Exercise: Take each line of the data that contains the string "Result" and copy it.

(Stored items from a collection)
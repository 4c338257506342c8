//! Market snapshot model: last prices and trading state per symbol.

use std::collections::HashMap;

use rust_decimal::Decimal;
use serde::{Deserialize, Serialize};

/// Last traded price per symbol.
pub type Pricing = HashMap<String, Decimal>;

/// Whether a symbol can currently be traded.
#[derive(Debug, Clone, Copy, PartialEq, Eq, Hash, Serialize, Deserialize, Default)]
#[serde(rename_all = "UPPERCASE")]
pub enum TradingState {
    #[default]
    Open,
    Closed,
    Halted,
}

impl TradingState {
    /// Derive the state from the broker's two status flags.
    ///
    /// A halt always wins over the inactive flag.
    pub fn derive(inactive: bool, halted: bool) -> Self {
        let mut state = TradingState::Open;
        if inactive {
            state = TradingState::Closed;
        }
        if halted {
            state = TradingState::Halted;
        }
        state
    }

    pub fn as_str(&self) -> &'static str {
        match self {
            TradingState::Open => "OPEN",
            TradingState::Closed => "CLOSED",
            TradingState::Halted => "HALTED",
        }
    }
}

/// Point-in-time view of prices and trading states.
#[derive(Debug, Clone, Default, PartialEq, Eq, Serialize, Deserialize)]
pub struct MarketSnapshot {
    /// Last price per symbol
    #[serde(default)]
    pub pricing: Pricing,

    /// Trading state per symbol
    #[serde(default)]
    pub trading_state: HashMap<String, TradingState>,
}

impl MarketSnapshot {
    /// Get the last price for a symbol.
    pub fn price_for(&self, symbol: &str) -> Option<Decimal> {
        self.pricing.get(symbol).copied()
    }

    /// Get the trading state for a symbol.
    pub fn state_for(&self, symbol: &str) -> Option<TradingState> {
        self.trading_state.get(symbol).copied()
    }

    /// Check if a symbol is present and open for trading.
    pub fn is_tradeable(&self, symbol: &str) -> bool {
        self.state_for(symbol) == Some(TradingState::Open)
    }

    /// Number of symbols in the snapshot.
    pub fn len(&self) -> usize {
        self.pricing.len()
    }

    pub fn is_empty(&self) -> bool {
        self.pricing.is_empty()
    }
}
//! Translation layer between the broker web API and the domain models.
//!
//! Every operation performs its broker round-trips one after another and
//! builds fresh domain values from the responses. Which calls are retried is
//! decided per operation by [`AdapterConfig`].

mod account;
mod contracts;
mod orders;
mod retry;
mod snapshot;
mod timeseries;

#[cfg(test)]
mod testing;

use std::future::Future;
use std::sync::Arc;

use crate::api::BrokerApi;
use crate::config::AdapterConfig;
use crate::error::{ApiError, Result};

pub use account::build_account;
pub use contracts::ContractMap;
pub use orders::{acknowledged_order_id, from_live_order, to_order_request};
pub use retry::{with_retries, RetryPolicy, Sleeper, TokioSleeper};
pub use snapshot::build_market_snapshot;
pub use timeseries::{bar_length, build_timeseries};

/// Adapter over a broker client.
pub struct IbkrAdapter<B> {
    broker: B,
    config: AdapterConfig,
    sleeper: Arc<dyn Sleeper>,
}

impl<B: BrokerApi> IbkrAdapter<B> {
    /// Create an adapter with the default retry policies.
    pub fn new(broker: B) -> Self {
        Self::with_config(broker, AdapterConfig::default())
    }

    pub fn with_config(broker: B, config: AdapterConfig) -> Self {
        Self {
            broker,
            config,
            sleeper: Arc::new(TokioSleeper),
        }
    }

    /// Replace how the adapter waits between retry attempts.
    pub fn with_sleeper(mut self, sleeper: Arc<dyn Sleeper>) -> Self {
        self.sleeper = sleeper;
        self
    }

    pub fn broker(&self) -> &B {
        &self.broker
    }

    pub fn config(&self) -> &AdapterConfig {
        &self.config
    }

    async fn call<T, F, Fut>(&self, policy: RetryPolicy, operation: &'static str, call: F) -> Result<T>
    where
        F: FnMut() -> Fut,
        Fut: Future<Output = std::result::Result<T, ApiError>>,
    {
        with_retries(policy, self.sleeper.as_ref(), operation, call).await
    }
}
//! Client and adapter configuration.

use std::time::Duration;

use anyhow::{Context, Result};

use crate::adapter::RetryPolicy;

/// Local Client Portal gateway address.
pub const DEFAULT_BASE_URL: &str = "https://localhost:5000/v1/api";
pub const DEFAULT_TIMEOUT: Duration = Duration::from_secs(30);

/// Position pages read before giving up on an account (100 entries each).
pub const DEFAULT_MAX_POSITION_PAGES: u32 = 50;

/// Connection settings for the broker web client.
#[derive(Debug, Clone, PartialEq, Eq)]
pub struct ClientConfig {
    /// API root, including the `/v1/api` prefix
    pub base_url: String,

    /// Per-request timeout
    pub timeout: Duration,

    /// Accept the gateway's self-signed certificate
    pub accept_invalid_certs: bool,
}

impl Default for ClientConfig {
    fn default() -> Self {
        Self {
            base_url: DEFAULT_BASE_URL.to_string(),
            timeout: DEFAULT_TIMEOUT,
            accept_invalid_certs: true,
        }
    }
}

impl ClientConfig {
    /// Create from environment variables, falling back to defaults:
    /// - IBKR_BASE_URL
    /// - IBKR_TIMEOUT_SECS
    /// - IBKR_ACCEPT_INVALID_CERTS
    pub fn from_env() -> Result<Self> {
        let mut config = Self::default();

        if let Ok(url) = std::env::var("IBKR_BASE_URL") {
            config.base_url = url.trim_end_matches('/').to_string();
        }
        if let Ok(secs) = std::env::var("IBKR_TIMEOUT_SECS") {
            let secs: u64 = secs.parse().context("Invalid IBKR_TIMEOUT_SECS")?;
            config.timeout = Duration::from_secs(secs);
        }
        if let Ok(flag) = std::env::var("IBKR_ACCEPT_INVALID_CERTS") {
            config.accept_invalid_certs = flag
                .parse()
                .context("Invalid IBKR_ACCEPT_INVALID_CERTS")?;
        }

        Ok(config)
    }
}

/// Retry policy per broker operation, plus bootstrap behaviour.
#[derive(Debug, Clone, PartialEq, Eq)]
pub struct AdapterConfig {
    /// Account and subaccount listings that must succeed before portfolio calls
    pub bootstrap: RetryPolicy,

    /// Also list accounts during bootstrap, not only subaccounts
    pub bootstrap_accounts: bool,

    pub ledger: RetryPolicy,
    pub positions: RetryPolicy,

    /// Ceiling on position pages per account, in case the gateway keeps
    /// returning full pages
    pub max_position_pages: u32,

    pub snapshot: RetryPolicy,
    pub history: RetryPolicy,
    pub live_orders: RetryPolicy,

    /// Order creation is not idempotent: a retry after a lost response can
    /// submit the same order twice.
    pub place_order: RetryPolicy,
}

impl Default for AdapterConfig {
    fn default() -> Self {
        Self {
            bootstrap: RetryPolicy::fixed(3, Duration::from_secs(1)),
            bootstrap_accounts: true,
            ledger: RetryPolicy::Never,
            positions: RetryPolicy::Never,
            max_position_pages: DEFAULT_MAX_POSITION_PAGES,
            snapshot: RetryPolicy::fixed(5, Duration::from_secs(1)),
            history: RetryPolicy::Never,
            live_orders: RetryPolicy::Never,
            place_order: RetryPolicy::Never,
        }
    }
}

impl AdapterConfig {
    /// Replace the sleep interval of every fixed policy.
    pub fn with_retry_interval(mut self, interval: Duration) -> Self {
        for policy in [
            &mut self.bootstrap,
            &mut self.ledger,
            &mut self.positions,
            &mut self.snapshot,
            &mut self.history,
            &mut self.live_orders,
            &mut self.place_order,
        ] {
            if let RetryPolicy::Fixed { interval: i, .. } = policy {
                *i = interval;
            }
        }
        self
    }
}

Task output:
use crate::error::{ApiError, Result};
    async fn call<T, F, Fut>(&self, policy: RetryPolicy, operation: &'static str, call: F) -> Result<T>
        Fut: Future<Output = std::result::Result<T, ApiError>>,
use anyhow::{Context, Result};
    pub fn from_env() -> Result<Self> {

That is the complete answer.